Сергей Александрович сначала смеялся и был доволен, что моя телеграмма произвела такой эффект и вывела окончательно из себя Дункан настолько, что она ругаться стала. Он верно рассчитал, что это последняя телеграмма от нее. Но потом вдруг испугался, что она по приезде в Москву ворвется к нам на Никитскую, устроит скандал и оскорбит меня.

– Вы ее не знаете, она на все пойдет, – повторял он. <…>

Близился срок возвращения Дункан. Сергей Александрович был в панике, хотел куда-нибудь скрыться, исчезнуть. Как раз в это время получил слезное письмо от Клюева – он, мол, учитель, погибает в Питере. Сергей Александрович тотчас укатил туда. Уезжая, просил меня перевезти все его вещи с Богословского ко мне, чтобы Дункан не вздумала перевезти их к себе, вынудить таким образом встретиться с ней. Я сначала не спешила с этим. Но как-то вечером зашла Катя. По обыкновению начав с пустяков, она в середине разговора ввернула, что завтра приезжает в Москву Дункан. Мы решили сейчас же забрать вещи с Богословского, и через час они были здесь. В четверг приехали Сергей Александрович с Клюевым и Приблудный из Петрограда. В дальнейшей истории с Дункан немалую роль сыграл опять тот же Клюев. Поэтому сначала о нем.

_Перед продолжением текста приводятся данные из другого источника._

use std::sync::Arc;

use tracing::{info, warn};

use crate::config::RepliesConfig;
use crate::llm::Completion;
use crate::platform::{InlineArticle, Messenger};
use crate::update::Update;

const INLINE_PLACEHOLDER_ID: &str = "florence-placeholder";

/// Which text was chosen for a message reply.
#[derive(Debug, Clone, Copy, PartialEq, Eq)]
pub enum ReplyKind {
    Greeting,
    About,
    Completion,
    Apology,
}

/// What the dispatcher did with one update.
#[derive(Debug, Clone, PartialEq)]
pub enum Outcome {
    Replied {
        chat_id: i64,
        reply: ReplyKind,
        delivered: bool,
    },
    InlineAnswered {
        query_id: String,
        delivered: bool,
    },
    Ignored {
        kind: String,
    },
}

enum Command {
    Start,
    About,
}

/// `/start` and `/start@SomeBot` both match; anything else is a prompt.
fn parse_command(text: &str) -> Option<Command> {
    let word = text.trim();
    let name = word.split_once('@').map(|(cmd, _)| cmd).unwrap_or(word);
    match name {
        "/start" => Some(Command::Start),
        "/about" => Some(Command::About),
        _ => None,
    }
}

/// Routes each update to exactly one outbound call.
pub struct Dispatcher {
    messenger: Arc<dyn Messenger>,
    completion: Arc<dyn Completion>,
    replies: RepliesConfig,
}

impl Dispatcher {
    pub fn new(
        messenger: Arc<dyn Messenger>,
        completion: Arc<dyn Completion>,
        replies: RepliesConfig,
    ) -> Self {
        Self {
            messenger,
            completion,
            replies,
        }
    }

    pub async fn dispatch(&self, update: Update) -> Outcome {
        match update {
            Update::Message { chat_id, text } => self.handle_message(chat_id, &text).await,
            Update::InlineQuery { id, query } => self.handle_inline_query(id, &query).await,
            Update::Ignored { kind } => {
                info!("Ignoring update of type {}", kind);
                Outcome::Ignored { kind }
            }
        }
    }

    async fn handle_message(&self, chat_id: i64, text: &str) -> Outcome {
        info!("Message from chat {} ({} chars)", chat_id, text.len());

        let (reply, body) = match parse_command(text) {
            Some(Command::Start) => (ReplyKind::Greeting, self.replies.greeting.clone()),
            Some(Command::About) => (ReplyKind::About, self.replies.about.clone()),
            None => match self.completion.complete(text).await {
                Ok(answer) => (ReplyKind::Completion, answer),
                Err(e) => {
                    warn!("Completion failed for chat {}: {:#}", chat_id, e);
                    (ReplyKind::Apology, self.replies.apology.clone())
                }
            },
        };

        let delivered = match self.messenger.send_message(chat_id, &body).await {
            Ok(()) => true,
            Err(e) => {
                warn!("Failed to deliver reply to chat {}: {:#}", chat_id, e);
                false
            }
        };

        Outcome::Replied {
            chat_id,
            reply,
            delivered,
        }
    }

    async fn handle_inline_query(&self, query_id: String, query: &str) -> Outcome {
        info!("Inline query {} ({} chars)", query_id, query.len());

        let placeholder = InlineArticle {
            id: INLINE_PLACEHOLDER_ID.to_string(),
            title: self.replies.inline_title.clone(),
            description: self.replies.inline_description.clone(),
            message_text: self.replies.inline_message.clone(),
        };

        let delivered = match self
            .messenger
            .answer_inline_query(&query_id, vec![placeholder])
            .await
        {
            Ok(()) => true,
            Err(e) => {
                warn!("Failed to answer inline query {}: {:#}", query_id, e);
                false
            }
        };

        Outcome::InlineAnswered {
            query_id,
            delivered,
        }
    }
}
use std::sync::Arc;

use anyhow::{Context, Result};
use axum::{
    body::Bytes,
    extract::State,
    routing::{get, post},
    Json, Router,
};
use serde_json::{json, Value};
use tracing::{debug, info};

use crate::dispatcher::{Dispatcher, Outcome};
use crate::error::RelayError;
use crate::update::Update;

/// Shared application state
pub struct AppState {
    pub dispatcher: Dispatcher,
}

impl AppState {
    pub fn new(dispatcher: Dispatcher) -> Self {
        Self { dispatcher }
    }
}

pub fn router(state: Arc<AppState>) -> Router {
    Router::new()
        .route("/", get(home))
        .route("/webhook", post(webhook))
        .with_state(state)
}

async fn home() -> &'static str {
    "You are Home."
}

async fn webhook(
    State(state): State<Arc<AppState>>,
    body: Bytes,
) -> Result<Json<Value>, RelayError> {
    let update = Update::from_slice(&body)?;
    debug!("Webhook delivered {}", update.kind());

    let body = match state.dispatcher.dispatch(update).await {
        Outcome::Ignored { kind } => json!({"status": "ignored", "update_type": kind}),
        Outcome::Replied {
            chat_id,
            reply,
            delivered,
        } => {
            debug!("Replied to chat {} with {:?} (delivered: {})", chat_id, reply, delivered);
            json!({"status": "ok"})
        }
        Outcome::InlineAnswered {
            query_id,
            delivered,
        } => {
            debug!("Answered inline query {} (delivered: {})", query_id, delivered);
            json!({"status": "ok"})
        }
    };
    Ok(Json(body))
}

/// Serve the webhook on `listen_addr` until Ctrl-C.
pub async fn serve(listen_addr: &str, state: Arc<AppState>) -> Result<()> {
    let listener = tokio::net::TcpListener::bind(listen_addr)
        .await
        .with_context(|| format!("Failed to bind to {listen_addr}"))?;

    info!("Listening on {}", listen_addr);

    axum::serve(listener, router(state))
        .with_graceful_shutdown(async {
            let _ = tokio::signal::ctrl_c().await;
            info!("Shutdown signal received");
        })
        .await
        .context("Server error")?;

    Ok(())
}

#[cfg(test)]
mod tests {
    use super::*;
    use crate::config::RepliesConfig;
    use crate::dispatcher::tests::{RecordingMessenger, ScriptedCompletion, Sent};
    use axum::{
        body::{to_bytes, Body},
        http::{Request, StatusCode},
    };
    use tower::util::ServiceExt;

    fn app(
        messenger: &Arc<RecordingMessenger>,
        completion: &Arc<ScriptedCompletion>,
    ) -> Router {
        let dispatcher = Dispatcher::new(
            messenger.clone(),
            completion.clone(),
            RepliesConfig::default(),
        );
        router(Arc::new(AppState::new(dispatcher)))
    }

    async fn post_webhook(app: Router, body: &str) -> (StatusCode, Value) {
        let request = Request::builder()
            .method("POST")
            .uri("/webhook")
            .header("content-type", "application/json")
            .body(Body::from(body.to_string()))
            .unwrap();
        let response = app.oneshot(request).await.unwrap();
        let status = response.status();
        let bytes = to_bytes(response.into_body(), usize::MAX).await.unwrap();
        let json = serde_json::from_slice(&bytes).unwrap_or(Value::Null);
        (status, json)
    }

    #[tokio::test]
    async fn test_home_is_alive() {
        let messenger = Arc::new(RecordingMessenger::default());
        let completion = Arc::new(ScriptedCompletion::answering("unused"));
        let request = Request::builder().uri("/").body(Body::empty()).unwrap();

        let response = app(&messenger, &completion).oneshot(request).await.unwrap();

        assert_eq!(response.status(), StatusCode::OK);
        let bytes = to_bytes(response.into_body(), usize::MAX).await.unwrap();
        assert_eq!(&bytes[..], b"You are Home.");
    }

    #[tokio::test]
    async fn test_start_scenario() {
        let messenger = Arc::new(RecordingMessenger::default());
        let completion = Arc::new(ScriptedCompletion::answering("unused"));

        let (status, body) = post_webhook(
            app(&messenger, &completion),
            r#"{"message":{"chat":{"id":42},"text":"/start"}}"#,
        )
        .await;

        assert_eq!(status, StatusCode::OK);
        assert_eq!(body, json!({"status": "ok"}));
        assert_eq!(
            messenger.sent(),
            vec![Sent::Message {
                chat_id: 42,
                text: "Hello! I'm Florence. How may I assist you today?".to_string()
            }]
        );
    }

    #[tokio::test]
    async fn test_completion_failure_scenario() {
        let messenger = Arc::new(RecordingMessenger::default());
        let completion = Arc::new(ScriptedCompletion::failing());

        let (status, _) = post_webhook(
            app(&messenger, &completion),
            r#"{"message":{"chat":{"id":7},"text":"What is 2+2?"}}"#,
        )
        .await;

        assert_eq!(status, StatusCode::OK);
        assert_eq!(
            messenger.sent(),
            vec![Sent::Message {
                chat_id: 7,
                text: "I'm sorry, I'm having trouble processing your request right now."
                    .to_string()
            }]
        );
    }

    #[tokio::test]
    async fn test_unrecognized_update_reports_ignored() {
        let messenger = Arc::new(RecordingMessenger::default());
        let completion = Arc::new(ScriptedCompletion::answering("unused"));

        let (status, body) = post_webhook(
            app(&messenger, &completion),
            r#"{"update_id":1,"channel_post":{"chat":{"id":1},"text":"news"}}"#,
        )
        .await;

        assert_eq!(status, StatusCode::OK);
        assert_eq!(
            body,
            json!({"status": "ignored", "update_type": "channel_post"})
        );
        assert!(messenger.sent().is_empty());
    }

    #[tokio::test]
    async fn test_missing_chat_is_bad_request() {
        let messenger = Arc::new(RecordingMessenger::default());
        let completion = Arc::new(ScriptedCompletion::answering("unused"));

        let (status, body) =
            post_webhook(app(&messenger, &completion), r#"{"message":{"text":"hi"}}"#).await;

        assert_eq!(status, StatusCode::BAD_REQUEST);
        assert_eq!(body["status"], "error");
        assert!(body["message"]
            .as_str()
            .unwrap()
            .starts_with("invalid payload"));
        assert!(messenger.sent().is_empty());
        assert!(completion.prompts().is_empty());
    }

    #[tokio::test]
    async fn test_malformed_json_is_bad_request() {
        let messenger = Arc::new(RecordingMessenger::default());
        let completion = Arc::new(ScriptedCompletion::answering("unused"));

        let (status, body) = post_webhook(app(&messenger, &completion), "{not json").await;

        assert_eq!(status, StatusCode::BAD_REQUEST);
        assert_eq!(body["status"], "error");
    }

    #[tokio::test]
    async fn test_delivery_failure_still_ok() {
        let messenger = Arc::new(RecordingMessenger {
            fail: true,
            ..Default::default()
        });
        let completion = Arc::new(ScriptedCompletion::answering("unused"));

        let (status, body) = post_webhook(
            app(&messenger, &completion),
            r#"{"inline_query":{"id":"q","query":"x"}}"#,
        )
        .await;

        assert_eq!(status, StatusCode::OK);
        assert_eq!(body, json!({"status": "ok"}));
    }
}
use serde::Deserialize;
use serde_json::{Map, Value};

use crate::error::RelayError;

/// Wire shape of a Bot API update; only the fields the relay reads.
#[derive(Debug, Deserialize)]
struct RawUpdate {
    #[serde(default)]
    message: Option<RawMessage>,
    #[serde(default)]
    inline_query: Option<RawInlineQuery>,
    /// Remaining top-level keys, in payload order.
    #[serde(flatten)]
    rest: Map<String, Value>,
}

#[derive(Debug, Deserialize)]
struct RawMessage {
    chat: RawChat,
    #[serde(default)]
    text: Option<String>,
}

#[derive(Debug, Deserialize)]
struct RawChat {
    id: i64,
}

#[derive(Debug, Deserialize)]
struct RawInlineQuery {
    id: String,
    #[serde(default)]
    query: String,
}

/// One inbound webhook delivery, validated and classified.
#[derive(Debug, Clone, PartialEq)]
pub enum Update {
    Message { chat_id: i64, text: String },
    InlineQuery { id: String, query: String },
    /// A well-formed update this relay does not act on.
    Ignored { kind: String },
}

impl From<RawUpdate> for Update {
    fn from(raw: RawUpdate) -> Self {
        if let Some(message) = raw.message {
            return match message.text {
                Some(text) => Update::Message {
                    chat_id: message.chat.id,
                    text,
                },
                None => Update::Ignored {
                    kind: "message_without_text".to_string(),
                },
            };
        }

        if let Some(query) = raw.inline_query {
            return Update::InlineQuery {
                id: query.id,
                query: query.query,
            };
        }

        let kind = raw
            .rest
            .keys()
            .find(|key| key.as_str() != "update_id")
            .cloned()
            .unwrap_or_else(|| "unknown".to_string());
        Update::Ignored { kind }
    }
}

impl Update {
    /// Deserialize a webhook body. Anything that does not fit the schema is
    /// an `InvalidPayload`.
    pub fn from_slice(body: &[u8]) -> Result<Self, RelayError> {
        let raw: RawUpdate = serde_json::from_slice(body)
            .map_err(|e| RelayError::InvalidPayload(e.to_string()))?;
        Ok(raw.into())
    }

    pub fn kind(&self) -> &str {
        match self {
            Update::Message { .. } => "message",
            Update::InlineQuery { .. } => "inline_query",
            Update::Ignored { kind } => kind,
        }
    }
}
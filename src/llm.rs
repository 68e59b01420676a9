use anyhow::{Context, Result};
use async_trait::async_trait;
use serde::{Deserialize, Serialize};
use tracing::debug;

use crate::config::LlmConfig;

/// Produces a free-form reply for a user prompt.
#[async_trait]
pub trait Completion: Send + Sync {
    async fn complete(&self, prompt: &str) -> Result<String>;
}

#[derive(Debug, Clone, Serialize, Deserialize)]
pub struct ChatMessage {
    pub role: String,
    #[serde(default)]
    pub content: Option<String>,
}

impl ChatMessage {
    fn new(role: &str, content: &str) -> Self {
        Self {
            role: role.to_string(),
            content: Some(content.to_string()),
        }
    }
}

#[derive(Debug, Serialize)]
struct ChatRequest {
    model: String,
    messages: Vec<ChatMessage>,
    max_tokens: u32,
}

#[derive(Debug, Deserialize)]
struct ChatResponse {
    choices: Vec<Choice>,
}

#[derive(Debug, Deserialize)]
struct Choice {
    message: ChatMessage,
}

/// Client for an OpenAI-compatible `/chat/completions` endpoint.
pub struct LlmClient {
    client: reqwest::Client,
    config: LlmConfig,
}

impl LlmClient {
    pub fn new(config: LlmConfig) -> Self {
        Self {
            client: reqwest::Client::new(),
            config,
        }
    }

    fn build_request(&self, prompt: &str) -> ChatRequest {
        ChatRequest {
            model: self.config.model.clone(),
            messages: vec![
                ChatMessage::new("system", &self.config.system_prompt),
                ChatMessage::new("user", prompt),
            ],
            max_tokens: self.config.max_tokens,
        }
    }
}

#[async_trait]
impl Completion for LlmClient {
    async fn complete(&self, prompt: &str) -> Result<String> {
        let request = self.build_request(prompt);
        let url = format!("{}/chat/completions", self.config.effective_base_url());

        debug!(
            "Sending completion request to {} ({}, model {})",
            url, self.config.provider, self.config.model
        );

        let mut builder = self
            .client
            .post(&url)
            .header("Content-Type", "application/json")
            .json(&request);
        if !self.config.api_key.is_empty() {
            builder = builder.header("Authorization", format!("Bearer {}", self.config.api_key));
        }

        let response = builder
            .send()
            .await
            .with_context(|| format!("Failed to send request to {}", self.config.provider))?;

        let status = response.status();
        if !status.is_success() {
            let error_body = response.text().await.unwrap_or_default();
            anyhow::bail!("{} API error ({}): {}", self.config.provider, status, error_body);
        }

        let chat_response: ChatResponse = response
            .json()
            .await
            .with_context(|| format!("Failed to parse {} response", self.config.provider))?;

        chat_response
            .choices
            .into_iter()
            .next()
            .and_then(|c| c.message.content)
            .map(|text| text.trim().to_string())
            .filter(|text| !text.is_empty())
            .with_context(|| format!("No response from {}", self.config.provider))
    }
}

#[cfg(test)]
mod tests {
    use super::*;
    use crate::config::LlmProvider;
    use mockito::Matcher;
    use serde_json::json;

    fn client_for(server: &mockito::ServerGuard, api_key: &str) -> LlmClient {
        LlmClient::new(LlmConfig {
            provider: LlmProvider::Openai,
            model: "test-model".to_string(),
            base_url: server.url(),
            api_key: api_key.to_string(),
            max_tokens: 64,
            system_prompt: "You are Florence.".to_string(),
        })
    }

    #[tokio::test]
    async fn test_complete_returns_first_choice() {
        let mut server = mockito::Server::new_async().await;
        let mock = server
            .mock("POST", "/chat/completions")
            .match_header("authorization", "Bearer sk-test")
            .match_body(Matcher::PartialJson(json!({
                "model": "test-model",
                "max_tokens": 64,
                "messages": [
                    {"role": "system", "content": "You are Florence."},
                    {"role": "user", "content": "What is 2+2?"}
                ]
            })))
            .with_status(200)
            .with_header("content-type", "application/json")
            .with_body(
                json!({"choices": [{"message": {"role": "assistant", "content": "  4  "}}]})
                    .to_string(),
            )
            .create_async()
            .await;

        let client = client_for(&server, "sk-test");
        let reply = client.complete("What is 2+2?").await.unwrap();

        assert_eq!(reply, "4");
        mock.assert_async().await;
    }

    #[tokio::test]
    async fn test_no_authorization_header_without_key() {
        let mut server = mockito::Server::new_async().await;
        let mock = server
            .mock("POST", "/chat/completions")
            .match_header("authorization", Matcher::Missing)
            .with_status(200)
            .with_body(json!({"choices": [{"message": {"role": "assistant", "content": "hi"}}]}).to_string())
            .create_async()
            .await;

        let client = client_for(&server, "");
        assert_eq!(client.complete("hello").await.unwrap(), "hi");
        mock.assert_async().await;
    }

    #[tokio::test]
    async fn test_error_status_is_error() {
        let mut server = mockito::Server::new_async().await;
        server
            .mock("POST", "/chat/completions")
            .with_status(429)
            .with_body("quota exceeded")
            .create_async()
            .await;

        let client = client_for(&server, "sk-test");
        let err = client.complete("hello").await.unwrap_err();
        assert!(err.to_string().contains("429"));
        assert!(err.to_string().contains("quota exceeded"));
    }

    #[tokio::test]
    async fn test_empty_choices_is_error() {
        let mut server = mockito::Server::new_async().await;
        server
            .mock("POST", "/chat/completions")
            .with_status(200)
            .with_body(json!({"choices": []}).to_string())
            .create_async()
            .await;

        let client = client_for(&server, "sk-test");
        assert!(client.complete("hello").await.is_err());
    }

    #[tokio::test]
    async fn test_malformed_body_is_error() {
        let mut server = mockito::Server::new_async().await;
        server
            .mock("POST", "/chat/completions")
            .with_status(200)
            .with_body("not json")
            .create_async()
            .await;

        let client = client_for(&server, "sk-test");
        assert!(client.complete("hello").await.is_err());
    }
}
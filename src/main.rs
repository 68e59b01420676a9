mod config;
mod dispatcher;
mod error;
mod llm;
mod platform;
mod server;
mod update;

use std::path::PathBuf;
use std::sync::Arc;

use anyhow::{Context, Result};
use tracing::{info, warn};
use tracing_subscriber::{layer::SubscriberExt, util::SubscriberInitExt};

use crate::config::Config;
use crate::dispatcher::Dispatcher;
use crate::llm::LlmClient;
use crate::platform::telegram::TelegramMessenger;
use crate::server::AppState;

#[tokio::main]
async fn main() -> Result<()> {
    // Initialize logging
    tracing_subscriber::registry()
        .with(
            tracing_subscriber::EnvFilter::try_from_default_env()
                .unwrap_or_else(|_| "info,florence_relay=debug".into()),
        )
        .with(tracing_subscriber::fmt::layer())
        .init();

    // Load configuration
    let config_path = std::env::args()
        .nth(1)
        .map(PathBuf::from)
        .unwrap_or_else(|| PathBuf::from("config.toml"));

    info!("Loading configuration from: {}", config_path.display());
    let config = Config::load(&config_path)
        .with_context(|| format!("Failed to load config from {}", config_path.display()))?;

    info!("Configuration loaded successfully");
    info!("  Provider: {}", config.llm.provider);
    info!("  Model: {}", config.llm.model);
    info!("  Listen: {}", config.server.listen_addr);

    let messenger = Arc::new(TelegramMessenger::new(&config.telegram)?);

    if let Some(url) = config.telegram.webhook_url.as_deref() {
        if let Err(e) = messenger.register_webhook(url).await {
            warn!("Could not register webhook: {:#}", e);
        }
    }

    let completion = Arc::new(LlmClient::new(config.llm.clone()));
    let dispatcher = Dispatcher::new(messenger, completion, config.replies.clone());
    let state = Arc::new(AppState::new(dispatcher));

    info!("Relay is starting...");
    server::serve(&config.server.listen_addr, state).await?;

    Ok(())
}
use anyhow::{Context, Result};
use async_trait::async_trait;
use teloxide::prelude::*;
use teloxide::types::{
    InlineQueryId, InlineQueryResult, InlineQueryResultArticle, InputMessageContent,
    InputMessageContentText,
};
use tracing::{debug, info, warn};

use crate::config::TelegramConfig;
use crate::platform::{InlineArticle, Messenger};

/// Telegram rejects `sendMessage` text longer than this many characters.
const MAX_MESSAGE_CHARS: usize = 4096;

/// Cut `text` to at most `max_chars` characters, ending on a char boundary.
fn truncate_message(text: &str, max_chars: usize) -> &str {
    match text.char_indices().nth(max_chars) {
        Some((end, _)) => &text[..end],
        None => text,
    }
}

/// Telegram Bot API transport for outbound replies.
#[derive(Clone)]
pub struct TelegramMessenger {
    bot: Bot,
}

impl TelegramMessenger {
    pub fn new(config: &TelegramConfig) -> Result<Self> {
        let api_url: reqwest::Url = config
            .api_url
            .parse()
            .with_context(|| format!("Invalid Telegram API URL: {}", config.api_url))?;
        Ok(Self {
            bot: Bot::new(&config.bot_token).set_api_url(api_url),
        })
    }

    /// Point Telegram's push delivery at `url` (`setWebhook`).
    pub async fn register_webhook(&self, url: &str) -> Result<()> {
        let url: reqwest::Url = url
            .parse()
            .with_context(|| format!("Invalid webhook URL: {}", url))?;
        self.bot
            .set_webhook(url)
            .await
            .context("setWebhook request failed")?;
        info!("Telegram webhook registered");
        Ok(())
    }
}

fn to_telegram_result(article: InlineArticle) -> InlineQueryResult {
    let content =
        InputMessageContent::Text(InputMessageContentText::new(article.message_text));
    let mut result = InlineQueryResultArticle::new(article.id, article.title, content);
    result.description = Some(article.description);
    InlineQueryResult::Article(result)
}

#[async_trait]
impl Messenger for TelegramMessenger {
    async fn send_message(&self, chat_id: i64, text: &str) -> Result<()> {
        let body = truncate_message(text, MAX_MESSAGE_CHARS);
        if body.len() < text.len() {
            warn!(
                "Reply to chat {} exceeds {} characters, truncating",
                chat_id, MAX_MESSAGE_CHARS
            );
        }
        debug!("sendMessage to chat {} ({} bytes)", chat_id, body.len());
        self.bot
            .send_message(ChatId(chat_id), body)
            .await
            .with_context(|| format!("sendMessage to chat {} failed", chat_id))?;
        Ok(())
    }

    async fn answer_inline_query(&self, query_id: &str, results: Vec<InlineArticle>) -> Result<()> {
        debug!(
            "answerInlineQuery {} with {} result(s)",
            query_id,
            results.len()
        );
        let results: Vec<InlineQueryResult> = results.into_iter().map(to_telegram_result).collect();
        self.bot
            .answer_inline_query(InlineQueryId(query_id.to_string()), results)
            .await
            .with_context(|| format!("answerInlineQuery {} failed", query_id))?;
        Ok(())
    }
}
use std::path::PathBuf;

use rb_core::config::Config;
use rb_core::filter::SensitiveFilter;
use rb_core::timeline::pair_tool_calls;
use uuid::Uuid;

use super::{open_store, print_steps};

pub async fn run(
    config: &Config,
    run_id: Uuid,
    db: Option<PathBuf>,
    json: bool,
) -> anyhow::Result<()> {
    let store = open_store(config, db).await?;
    let run = store.get_run(run_id).await?;
    let task = store.get_task(run.task_id).await?;
    let user = store.get_user(task.user_id).await?;
    let project = store.get_project(task.project_id).await?;

    let filter =
        SensitiveFilter::for_context(Some(&user), Some(&project), &config.runs.redaction_marker);
    let steps = store.steps_for_run(run.id).await?;
    print_steps(&steps, &filter, json)?;

    if !json {
        let pending = pair_tool_calls(&steps)
            .into_iter()
            .filter(|(_, result)| result.is_none())
            .count();
        println!(
            "run {}: {} ({} steps, {pending} tool calls without result)",
            run.id,
            run.status,
            steps.len()
        );
    }
    Ok(())
}
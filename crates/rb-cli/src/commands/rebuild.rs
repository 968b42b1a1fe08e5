use std::path::PathBuf;

use rb_core::config::Config;
use rb_engine::{EventBus, ImageBuilder};
use uuid::Uuid;

use super::{docker_runtime, open_store, settings};

pub async fn run(config: &Config, task_id: Uuid, db: Option<PathBuf>) -> anyhow::Result<()> {
    let store = open_store(config, db).await?;
    let builder =
        ImageBuilder::new(docker_runtime(config), store, EventBus::new(), settings(config));
    let tag = builder.rebuild(task_id).await?;
    println!("task {task_id} now uses {tag}");
    Ok(())
}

О Клюеве от Есенина я слышала самые восторженные отзывы. Ждала, правду сказать, его приезда с нетерпением.

Вошел «смиренный Миколай», тихий, ласковый, в нашу комнату и в жизнь Есенина. С первой минуты стал закладывать фундамент хороших отношений. Когда я вышла, сообщил Сергею Александровичу свое впечатление: «Вишневая», «Нежная: войдет – не стукнет, выйдет – не брякнет». Тогда я это за чистую монету принимала. На «Сереженьку» молился и вздыхал, только в отношении к Приблудному вся кротость клюевская мигом исчезла. К Приблудному проникся ревнивой ненавистью. И Приблудный, обычно доверчивый, Клюеву ни одного уклона не спускал, злобно высмеивал и подзуживал его, играя на больных струнах. Спокойно они не могли разговаривать, сейчас же вспыхивала перепалка, до того сильна была какая-то органическая антипатия. А Сергей Александрович слушал, стравливал их и покатывался со смеху. <…>

Сначала я и Аня Назарова были очарованы Клюевым. Почва была подготовлена Сергеем Александровичем, а Клюев завоевал нас своим необычным говором, меткими, чисто народными, выражениями, своеобразной мудростью и чтением стихов, хотя и чуждых внутренне, но очень сильных. Впрочем, он всю жизнь убил на совершенствование себя в области обморачивания людей. И нас, тогда еще доверчивых и принимавших все за чистую монету, нетрудно было обворожить. Мы сидели и слушали его, почти буквально развесив уши. А стихи читал он хорошо. Вместо обычного слащавого, тоненького, почти бабьего разговорного тембра, стихи он читал каким-то пророческим «трубным (как я называла) гласом». Читал с пафосом, но это гармонировало с голосом и содержанием. Его чтение я, вероятно, и сейчас слушала бы так же, как и тогда.